#### [DATA TO USE]
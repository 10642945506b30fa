//! Export requests: immutable selections of what to export from a model.

use std::collections::BTreeSet;

use crate::domain::definition::ModelDefinition;
use crate::domain::machine::{RangeDefinition, SequenceDefinition};
use crate::domain::optics::OpticsDefinition;

/// A request to export particular optics and ranges of a model definition.
///
/// Sequences are never selected directly; the sequences to export are derived
/// from the selected ranges. Requests are created through the builder
/// ([`ExportRequest::build_from`]) or wholesale via
/// [`ExportRequest::all_from`], and are immutable once built.
#[derive(Debug, Clone)]
pub struct ExportRequest<'a> {
    model: &'a ModelDefinition,
    optics: BTreeSet<String>,
    /// Selected ranges as (sequence name, range name) pairs.
    ranges: BTreeSet<(String, String)>,
}

impl<'a> ExportRequest<'a> {
    /// Request to export all optics, sequences and ranges of the model.
    pub fn all_from(model: &'a ModelDefinition) -> Self {
        Self::build_from(model)
            .export_all_optics()
            .export_all_ranges()
            .build()
    }

    /// Start building a partial export request for the given model.
    pub fn build_from(model: &'a ModelDefinition) -> ExportRequestBuilder<'a> {
        ExportRequestBuilder {
            model,
            optics: BTreeSet::new(),
            ranges: BTreeSet::new(),
        }
    }

    pub fn model(&self) -> &'a ModelDefinition {
        self.model
    }

    pub fn exports_optics(&self, name: &str) -> bool {
        self.optics.contains(name)
    }

    pub fn exports_range(&self, sequence_name: &str, range_name: &str) -> bool {
        self.ranges
            .contains(&(sequence_name.to_string(), range_name.to_string()))
    }

    /// Whether any range of the given sequence is selected.
    pub fn exports_sequence(&self, sequence_name: &str) -> bool {
        self.ranges.iter().any(|(seq, _)| seq == sequence_name)
    }

    /// The selected optics, in model order.
    pub fn optics_to_export(&self) -> impl Iterator<Item = &'a OpticsDefinition> + '_ {
        self.model
            .optics_definitions
            .iter()
            .filter(|optics| self.optics.contains(&optics.name))
    }

    /// The sequences derived from the selected ranges, in model order.
    pub fn sequences_to_export(&self) -> impl Iterator<Item = &'a SequenceDefinition> + '_ {
        self.model
            .sequence_definitions
            .iter()
            .filter(|sequence| self.exports_sequence(&sequence.name))
    }

    /// The selected ranges of one sequence, in sequence order.
    pub fn ranges_to_export_of(
        &self,
        sequence: &'a SequenceDefinition,
    ) -> impl Iterator<Item = &'a RangeDefinition> + '_ {
        sequence
            .range_definitions
            .iter()
            .filter(move |range| self.exports_range(&sequence.name, &range.name))
    }
}

/// Builder for [`ExportRequest`].
#[derive(Debug)]
pub struct ExportRequestBuilder<'a> {
    model: &'a ModelDefinition,
    optics: BTreeSet<String>,
    ranges: BTreeSet<(String, String)>,
}

impl<'a> ExportRequestBuilder<'a> {
    /// Select all optics of the model.
    pub fn export_all_optics(mut self) -> Self {
        for optics in &self.model.optics_definitions {
            self.optics.insert(optics.name.clone());
        }
        self
    }

    /// Select a single optics definition.
    pub fn export_optics(mut self, optics: &OpticsDefinition) -> Self {
        self.optics.insert(optics.name.clone());
        self
    }

    /// Select all ranges of all sequences of the model.
    pub fn export_all_ranges(mut self) -> Self {
        for sequence in &self.model.sequence_definitions {
            for range in &sequence.range_definitions {
                self.ranges
                    .insert((sequence.name.clone(), range.name.clone()));
            }
        }
        self
    }

    /// Select all ranges of one sequence.
    pub fn export_all_ranges_from(mut self, sequence: &SequenceDefinition) -> Self {
        for range in &sequence.range_definitions {
            self.ranges
                .insert((sequence.name.clone(), range.name.clone()));
        }
        self
    }

    /// Select a single range of a sequence.
    pub fn export_range(mut self, sequence: &SequenceDefinition, range: &RangeDefinition) -> Self {
        self.ranges
            .insert((sequence.name.clone(), range.name.clone()));
        self
    }

    pub fn build(self) -> ExportRequest<'a> {
        ExportRequest {
            model: self.model,
            optics: self.optics,
            ranges: self.ranges,
        }
    }
}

#### [ASSIGNED TASK]
Reproduce, word for word, every line starting at the line that contains "pub fn build(self)" and ending with the final line of the entries.

#### [ANSWER BOX]
    pub fn build(self) -> ExportRequest<'a> {
        ExportRequest {
            model: self.model,
            optics: self.optics,
            ranges: self.ranges,
        }
    }
}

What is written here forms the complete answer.